When the build finishes, we get two images. One is tagged and one is not. One is runtime and one is SDK. In this case, we are not interested in the SDK image, but you can clearly see the size difference.

So that’s it, now if you run docker run --rm -it -p 8080:80 codemazeblog/accountowner:runtime you’ll get the same result and you’ll be able to see your application at the http://localhost:8080/swagger.

Let’s wrap the article up with the commands you might find useful while following these steps.

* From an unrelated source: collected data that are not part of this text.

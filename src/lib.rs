pub mod app;
pub mod cli;
pub mod codec;
pub mod config;
pub mod connection;
pub mod filter;
pub mod fixtures;
pub mod model;
pub mod presenter;
pub mod store;
pub mod sync;
pub mod ui;

pub use config::{AppConfig, ConfigLoader, ConfigPaths};
pub use model::{Tag, TagKey};
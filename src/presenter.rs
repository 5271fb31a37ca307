use std::fmt;

use crate::model::{Tag, TagFields, TagKey, TileId};

#[derive(Debug, Clone, Copy, PartialEq, Eq)]
pub enum NotificationKind {
    Success,
    Error,
    Warning,
    Connection,
}

impl NotificationKind {
    pub fn caption(self) -> &'static str {
        match self {
            NotificationKind::Success => "Success",
            NotificationKind::Error => "Error",
            NotificationKind::Warning => "Warning",
            NotificationKind::Connection => "Connection",
        }
    }
}

#[derive(Debug, Clone, PartialEq, Eq)]
pub struct Notification {
    pub kind: NotificationKind,
    pub text: String,
}

impl Notification {
    pub fn new(kind: NotificationKind, text: impl Into<String>) -> Self {
        Self {
            kind,
            text: text.into(),
        }
    }

    pub fn success(text: impl Into<String>) -> Self {
        Self::new(NotificationKind::Success, text)
    }

    pub fn error(text: impl Into<String>) -> Self {
        Self::new(NotificationKind::Error, text)
    }

    pub fn warning(text: impl Into<String>) -> Self {
        Self::new(NotificationKind::Warning, text)
    }

    pub fn connection(text: impl Into<String>) -> Self {
        Self::new(NotificationKind::Connection, text)
    }
}

impl fmt::Display for Notification {
    fn fmt(&self, f: &mut fmt::Formatter<'_>) -> fmt::Result {
        write!(f, "{}: {}", self.kind.caption(), self.text)
    }
}

/// Everything the sync core asks of the display layer.
pub trait Presenter {
    fn render_tile(&mut self, tag: &Tag) -> TileId;
    fn remove_tile(&mut self, key: &TagKey);
    fn clear_tiles(&mut self);
    fn read_form_fields(&self) -> TagFields;
    fn populate_form(&mut self, tag: &Tag);
    fn show_notification(&mut self, notification: Notification);
}
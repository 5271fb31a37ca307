use std::time::Duration;

use rand::Rng;

#[derive(Debug, Clone, PartialEq)]
pub struct ReconnectPolicy {
    pub enabled: bool,
    pub initial_delay: Duration,
    pub max_delay: Duration,
    pub multiplier: f64,
    /// Fraction of the delay added or subtracted at random, 0.0..=1.0.
    pub jitter: f64,
    /// 0 keeps retrying forever.
    pub max_attempts: u32,
}

impl Default for ReconnectPolicy {
    fn default() -> Self {
        Self {
            enabled: true,
            initial_delay: Duration::from_millis(500),
            max_delay: Duration::from_secs(30),
            multiplier: 2.0,
            jitter: 0.2,
            max_attempts: 10,
        }
    }
}

impl ReconnectPolicy {
    pub fn disabled() -> Self {
        Self {
            enabled: false,
            ..Self::default()
        }
    }
}

#[derive(Debug, Clone)]
pub struct Backoff {
    policy: ReconnectPolicy,
    attempts: u32,
}

impl Backoff {
    pub fn new(policy: ReconnectPolicy) -> Self {
        Self {
            policy,
            attempts: 0,
        }
    }

    pub fn attempts(&self) -> u32 {
        self.attempts
    }

    pub fn reset(&mut self) {
        self.attempts = 0;
    }

    pub fn next_delay(&mut self) -> Option<Duration> {
        self.next_delay_with(&mut rand::thread_rng())
    }

    pub fn next_delay_with<R: Rng + ?Sized>(&mut self, rng: &mut R) -> Option<Duration> {
        if !self.policy.enabled {
            return None;
        }
        if self.policy.max_attempts != 0 && self.attempts >= self.policy.max_attempts {
            return None;
        }

        let exponent = i32::try_from(self.attempts).unwrap_or(i32::MAX);
        let growth = self.policy.multiplier.max(1.0).powi(exponent);
        let max_secs = self.policy.max_delay.as_secs_f64();
        let base_secs = (self.policy.initial_delay.as_secs_f64() * growth).min(max_secs);
        self.attempts += 1;

        let jitter = self.policy.jitter.clamp(0.0, 1.0);
        let factor = if jitter > 0.0 {
            rng.gen_range((1.0 - jitter)..=(1.0 + jitter))
        } else {
            1.0
        };
        Some(Duration::from_secs_f64((base_secs * factor).min(max_secs)))
    }
}
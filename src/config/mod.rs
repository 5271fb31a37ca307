use std::env;
use std::fs;
use std::io::Write;
use std::path::{Path, PathBuf};
use std::time::Duration;

use anyhow::{bail, Context, Result};
use directories::ProjectDirs;
use serde::{Deserialize, Serialize};

use crate::connection::{ConnectionOptions, Endpoint, ReconnectPolicy};

const APP_DOMAIN: &str = "io";
const APP_ORG: &str = "Tagdash";
const APP_NAME: &str = "tagdash";

pub struct ConfigLoader {
    paths: ConfigPaths,
}

impl ConfigLoader {
    pub fn discover() -> Result<Self> {
        let paths = ConfigPaths::discover()?;
        Ok(Self { paths })
    }

    pub fn with_paths(paths: ConfigPaths) -> Self {
        Self { paths }
    }

    pub fn paths(&self) -> &ConfigPaths {
        &self.paths
    }

    pub fn load_or_init(&self) -> Result<AppConfig> {
        self.paths.ensure_directories()?;
        if !self.paths.config_file.exists() {
            let default_cfg = AppConfig::default();
            self.write_default_config(&default_cfg)?;
            return Ok(default_cfg);
        }

        self.load()
    }

    pub fn load(&self) -> Result<AppConfig> {
        let raw = fs::read_to_string(&self.paths.config_file)
            .with_context(|| format!("reading config {}", self.paths.config_file.display()))?;
        let mut cfg: AppConfig = toml::from_str(&raw).context("parsing config toml")?;
        cfg.post_load()?;
        Ok(cfg)
    }

    fn write_default_config(&self, cfg: &AppConfig) -> Result<()> {
        let toml = toml::to_string_pretty(cfg).context("serializing default config")?;
        if let Some(parent) = self.paths.config_file.parent() {
            fs::create_dir_all(parent).with_context(|| format!("creating {}", parent.display()))?;
        }
        let mut file = fs::File::create(&self.paths.config_file)
            .with_context(|| format!("creating config {}", self.paths.config_file.display()))?;
        file.write_all(toml.as_bytes())
            .context("writing default config")?;
        Ok(())
    }
}

#[derive(Debug, Clone)]
pub struct ConfigPaths {
    pub config_dir: PathBuf,
    pub config_file: PathBuf,
    pub state_dir: PathBuf,
    pub log_dir: PathBuf,
}

impl ConfigPaths {
    pub fn discover() -> Result<Self> {
        let override_config = env::var("TAGDASH_CONFIG").ok().map(PathBuf::from);

        let project_dirs = ProjectDirs::from(APP_DOMAIN, APP_ORG, APP_NAME)
            .context("resolving XDG project directories")?;

        let config_dir = override_config
            .clone()
            .map(|p| {
                if p.is_dir() {
                    p
                } else {
                    p.parent().map(Path::to_path_buf).unwrap_or(p)
                }
            })
            .unwrap_or_else(|| project_dirs.config_dir().to_path_buf());

        let config_file = override_config
            .filter(|p| p.is_file() || p.extension().is_some())
            .unwrap_or_else(|| config_dir.join("config.toml"));

        let state_dir = project_dirs
            .state_dir()
            .map(Path::to_path_buf)
            .unwrap_or_else(|| project_dirs.data_dir().join("state"));
        let log_dir = state_dir.join("logs");

        Ok(Self {
            config_dir,
            config_file,
            state_dir,
            log_dir,
        })
    }

    pub fn rooted_at(root: &Path) -> Self {
        let config_dir = root.join("config");
        let state_dir = root.join("state");
        Self {
            config_file: config_dir.join("config.toml"),
            config_dir,
            log_dir: state_dir.join("logs"),
            state_dir,
        }
    }

    pub fn ensure_directories(&self) -> Result<()> {
        for dir in [&self.config_dir, &self.state_dir, &self.log_dir] {
            fs::create_dir_all(dir)
                .with_context(|| format!("creating application directory {}", dir.display()))?;
        }
        Ok(())
    }
}

#[derive(Debug, Clone, Default, Serialize, Deserialize)]
#[serde(default)]
pub struct AppConfig {
    pub server: ServerConfig,
    pub connection: ConnectionConfig,
    pub sync: SyncConfig,
    pub ui: UiConfig,
}

impl AppConfig {
    fn post_load(&mut self) -> Result<()> {
        if self.server.host.trim().is_empty() {
            bail!("server.host must not be empty");
        }
        let jitter = self.connection.reconnect.jitter;
        if !(0.0..=1.0).contains(&jitter) {
            tracing::warn!(jitter, "reconnect jitter out of range, clamping");
            self.connection.reconnect.jitter = jitter.clamp(0.0, 1.0);
        }
        if self.connection.reconnect.multiplier < 1.0 {
            tracing::warn!(
                multiplier = self.connection.reconnect.multiplier,
                "reconnect multiplier below 1, using 1"
            );
            self.connection.reconnect.multiplier = 1.0;
        }
        if self.connection.poll_interval_ms == 0 {
            self.connection.poll_interval_ms = ConnectionConfig::default().poll_interval_ms;
        }
        Ok(())
    }

    pub fn endpoint(&self) -> Endpoint {
        Endpoint::new(&self.server.host, &self.server.path)
    }

    pub fn connection_options(&self) -> ConnectionOptions {
        ConnectionOptions {
            poll_interval: self.connection.poll_interval(),
            reconnect: self.connection.reconnect.policy(),
        }
    }
}

#[derive(Debug, Clone, Serialize, Deserialize)]
#[serde(default)]
pub struct ServerConfig {
    /// `host[:port]` of the tag server; the WebSocket lives at `path`.
    pub host: String,
    pub path: String,
}

impl Default for ServerConfig {
    fn default() -> Self {
        Self {
            host: "localhost:8080".into(),
            path: "/ws".into(),
        }
    }
}

#[derive(Debug, Clone, Serialize, Deserialize)]
#[serde(default)]
pub struct ConnectionConfig {
    /// How often a queued frame re-checks whether the channel is open.
    pub poll_interval_ms: u64,
    pub read_timeout_ms: u64,
    pub reconnect: ReconnectConfig,
}

impl Default for ConnectionConfig {
    fn default() -> Self {
        Self {
            poll_interval_ms: 100,
            read_timeout_ms: 100,
            reconnect: ReconnectConfig::default(),
        }
    }
}

impl ConnectionConfig {
    pub fn poll_interval(&self) -> Duration {
        Duration::from_millis(self.poll_interval_ms)
    }

    pub fn read_timeout(&self) -> Duration {
        Duration::from_millis(self.read_timeout_ms.max(1))
    }
}

#[derive(Debug, Clone, Serialize, Deserialize)]
#[serde(default)]
pub struct ReconnectConfig {
    pub enabled: bool,
    pub initial_delay_ms: u64,
    pub max_delay_ms: u64,
    pub multiplier: f64,
    pub jitter: f64,
    /// 0 = retry forever
    pub max_attempts: u32,
}

impl Default for ReconnectConfig {
    fn default() -> Self {
        let policy = ReconnectPolicy::default();
        Self {
            enabled: policy.enabled,
            initial_delay_ms: policy.initial_delay.as_millis() as u64,
            max_delay_ms: policy.max_delay.as_millis() as u64,
            multiplier: policy.multiplier,
            jitter: policy.jitter,
            max_attempts: policy.max_attempts,
        }
    }
}

impl ReconnectConfig {
    pub fn policy(&self) -> ReconnectPolicy {
        ReconnectPolicy {
            enabled: self.enabled,
            initial_delay: Duration::from_millis(self.initial_delay_ms),
            max_delay: Duration::from_millis(self.max_delay_ms.max(self.initial_delay_ms)),
            multiplier: self.multiplier,
            jitter: self.jitter,
            max_attempts: self.max_attempts,
        }
    }
}

#[derive(Debug, Clone, Serialize, Deserialize)]
#[serde(default)]
pub struct SyncConfig {
    /// Submitted actions without a confirmation after this long are failed.
    pub pending_timeout_ms: u64,
}

impl Default for SyncConfig {
    fn default() -> Self {
        Self {
            pending_timeout_ms: 10_000,
        }
    }
}

impl SyncConfig {
    pub fn pending_timeout(&self) -> Duration {
        Duration::from_millis(self.pending_timeout_ms)
    }
}

#[derive(Debug, Clone, Serialize, Deserialize)]
#[serde(default)]
pub struct UiConfig {
    pub tick_ms: u64,
    pub notification_ttl_ms: u64,
    /// Tiles per row in the grid.
    pub columns: u16,
}

impl Default for UiConfig {
    fn default() -> Self {
        Self {
            tick_ms: 250,
            notification_ttl_ms: 4_000,
            columns: 3,
        }
    }
}

impl UiConfig {
    pub fn tick_rate(&self) -> Duration {
        Duration::from_millis(self.tick_ms.max(10))
    }

    pub fn notification_ttl(&self) -> time::Duration {
        time::Duration::milliseconds(self.notification_ttl_ms as i64)
    }
}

All the changes we made in this article can be found on the docker-series-dockerfiles-end branch of our docker-series repo.

Some Useful Commands

Here’s a bunch of Docker commands that might help you along the way:

  • docker images – lists all Docker images on your machine
  • docker ps – lists all running Docker containers on your machine
  • docker ps -a – lists all the attached but not running containers
  • docker --help – Docker help (no s..t Sherlock)
  • docker logs <container_name> – outputs the container logs (useful when running the container in a detached mode for example)
  • docker events – outputs the events that happen on the server, depending on the Docker object (attach, detach, copy, pull…)
  • docker stop <container_name> – stops the container by name
  • docker rm <container_name> – removes the container by name
  • docker rmi <image_id> – removes the image
  • docker rmi $(docker images -q -f dangling=true) -- force – this one is particularly interesting, removes all the images that are not tagged (<none>)
  • docker rm $(docker ps -a -q) – removes all containers
  • docker rmi -f $(docker images -a -q) – removes all images

Conclusion

That’s it for this part, we’ve learned how to build ASP.NET Core application with Dockerfiles, some useful commands and what each one does. We’ve also learned the difference between the SDK and runtime images, and that we can combine them to achieve the best results by using the multistage Docker builds.

Now that we know all this we can move on to the next part, in which we connect our application to MySQL. That will also be the perfect opportunity to introduce docker compose tool, which will make our lives much easier when working with multiple images.